Exercise prompt -
Your task is to write out exactly the lines of the listing below, from the first down to the line that holds "use thiserror::Error;".

Records for the task -
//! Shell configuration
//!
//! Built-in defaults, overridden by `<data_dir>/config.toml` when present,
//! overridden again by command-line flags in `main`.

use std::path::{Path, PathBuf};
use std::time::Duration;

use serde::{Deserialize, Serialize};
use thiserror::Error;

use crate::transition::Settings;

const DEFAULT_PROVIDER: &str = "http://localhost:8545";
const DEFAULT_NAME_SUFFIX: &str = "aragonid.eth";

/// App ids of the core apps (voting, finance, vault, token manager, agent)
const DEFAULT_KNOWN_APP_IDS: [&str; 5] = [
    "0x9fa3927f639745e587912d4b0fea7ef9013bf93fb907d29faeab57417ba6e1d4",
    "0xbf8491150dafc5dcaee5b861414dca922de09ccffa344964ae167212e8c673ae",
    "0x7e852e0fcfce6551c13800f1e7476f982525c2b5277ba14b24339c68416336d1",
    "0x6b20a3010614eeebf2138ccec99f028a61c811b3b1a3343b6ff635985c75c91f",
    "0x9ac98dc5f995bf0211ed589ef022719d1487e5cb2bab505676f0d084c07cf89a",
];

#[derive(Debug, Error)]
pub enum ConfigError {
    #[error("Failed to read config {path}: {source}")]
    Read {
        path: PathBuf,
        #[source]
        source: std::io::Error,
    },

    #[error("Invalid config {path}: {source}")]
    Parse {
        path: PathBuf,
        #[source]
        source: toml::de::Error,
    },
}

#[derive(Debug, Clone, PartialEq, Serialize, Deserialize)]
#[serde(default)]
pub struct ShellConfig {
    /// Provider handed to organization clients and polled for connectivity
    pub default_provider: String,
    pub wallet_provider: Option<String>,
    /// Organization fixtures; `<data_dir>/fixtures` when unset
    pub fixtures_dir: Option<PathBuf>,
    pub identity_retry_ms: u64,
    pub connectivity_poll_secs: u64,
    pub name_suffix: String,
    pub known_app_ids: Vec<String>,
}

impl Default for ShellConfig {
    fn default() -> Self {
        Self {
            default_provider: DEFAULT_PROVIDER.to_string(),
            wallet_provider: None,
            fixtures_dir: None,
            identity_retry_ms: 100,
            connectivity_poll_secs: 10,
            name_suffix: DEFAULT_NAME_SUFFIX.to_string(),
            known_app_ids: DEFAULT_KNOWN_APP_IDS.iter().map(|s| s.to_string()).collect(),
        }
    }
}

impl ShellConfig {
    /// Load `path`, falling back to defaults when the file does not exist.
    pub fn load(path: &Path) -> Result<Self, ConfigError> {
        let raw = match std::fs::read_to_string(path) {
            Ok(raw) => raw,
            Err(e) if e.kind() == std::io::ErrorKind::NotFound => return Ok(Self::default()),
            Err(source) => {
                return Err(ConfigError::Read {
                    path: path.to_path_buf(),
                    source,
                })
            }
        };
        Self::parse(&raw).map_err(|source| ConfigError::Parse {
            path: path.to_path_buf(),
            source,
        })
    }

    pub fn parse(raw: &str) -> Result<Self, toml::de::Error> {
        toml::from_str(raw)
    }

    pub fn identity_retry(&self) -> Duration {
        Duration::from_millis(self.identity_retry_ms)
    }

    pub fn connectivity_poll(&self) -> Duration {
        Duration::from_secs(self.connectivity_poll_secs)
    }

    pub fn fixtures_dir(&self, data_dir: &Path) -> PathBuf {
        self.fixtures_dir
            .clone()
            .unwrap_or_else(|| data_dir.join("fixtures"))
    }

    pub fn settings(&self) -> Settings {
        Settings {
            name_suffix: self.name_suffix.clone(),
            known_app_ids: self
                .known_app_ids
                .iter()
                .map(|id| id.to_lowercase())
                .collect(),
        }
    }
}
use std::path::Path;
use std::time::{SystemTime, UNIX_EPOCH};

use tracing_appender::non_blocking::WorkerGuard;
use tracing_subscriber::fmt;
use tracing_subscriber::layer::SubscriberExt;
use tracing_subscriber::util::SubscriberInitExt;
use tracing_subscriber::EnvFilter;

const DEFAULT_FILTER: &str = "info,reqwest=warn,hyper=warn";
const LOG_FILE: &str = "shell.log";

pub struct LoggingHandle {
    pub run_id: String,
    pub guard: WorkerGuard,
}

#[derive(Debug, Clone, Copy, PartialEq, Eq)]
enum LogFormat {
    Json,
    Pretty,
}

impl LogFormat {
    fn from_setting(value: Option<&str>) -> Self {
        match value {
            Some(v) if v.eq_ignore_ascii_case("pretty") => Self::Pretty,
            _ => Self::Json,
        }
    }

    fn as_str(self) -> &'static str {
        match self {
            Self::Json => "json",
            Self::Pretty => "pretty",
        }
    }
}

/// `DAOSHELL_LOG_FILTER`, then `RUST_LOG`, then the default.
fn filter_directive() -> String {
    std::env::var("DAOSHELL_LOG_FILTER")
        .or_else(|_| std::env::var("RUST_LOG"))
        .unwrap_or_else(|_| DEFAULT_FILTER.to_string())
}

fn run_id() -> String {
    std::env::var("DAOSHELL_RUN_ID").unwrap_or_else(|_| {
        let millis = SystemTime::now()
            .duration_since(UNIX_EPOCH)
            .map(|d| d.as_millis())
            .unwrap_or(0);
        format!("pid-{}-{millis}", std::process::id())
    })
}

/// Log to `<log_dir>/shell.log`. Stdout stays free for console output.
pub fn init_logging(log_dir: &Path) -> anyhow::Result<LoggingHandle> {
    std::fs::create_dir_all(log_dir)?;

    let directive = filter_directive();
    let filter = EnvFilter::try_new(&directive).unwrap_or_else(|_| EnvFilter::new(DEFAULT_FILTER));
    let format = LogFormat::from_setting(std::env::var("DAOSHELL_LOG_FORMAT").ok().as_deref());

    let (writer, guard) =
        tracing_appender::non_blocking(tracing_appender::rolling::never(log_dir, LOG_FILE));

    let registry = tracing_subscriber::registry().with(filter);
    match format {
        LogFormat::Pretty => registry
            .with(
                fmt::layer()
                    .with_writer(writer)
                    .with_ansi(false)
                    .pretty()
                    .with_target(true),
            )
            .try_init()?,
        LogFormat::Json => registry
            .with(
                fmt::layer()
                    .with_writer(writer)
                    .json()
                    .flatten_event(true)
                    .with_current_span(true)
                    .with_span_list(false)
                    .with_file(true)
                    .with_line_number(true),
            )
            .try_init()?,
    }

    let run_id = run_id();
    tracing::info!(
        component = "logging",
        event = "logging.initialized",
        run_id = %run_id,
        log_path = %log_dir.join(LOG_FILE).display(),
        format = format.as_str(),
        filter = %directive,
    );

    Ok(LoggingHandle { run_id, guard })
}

Output -
//! Shell configuration
//!
//! Built-in defaults, overridden by `<data_dir>/config.toml` when present,
//! overridden again by command-line flags in `main`.

use std::path::{Path, PathBuf};
use std::time::Duration;

use serde::{Deserialize, Serialize};
use thiserror::Error;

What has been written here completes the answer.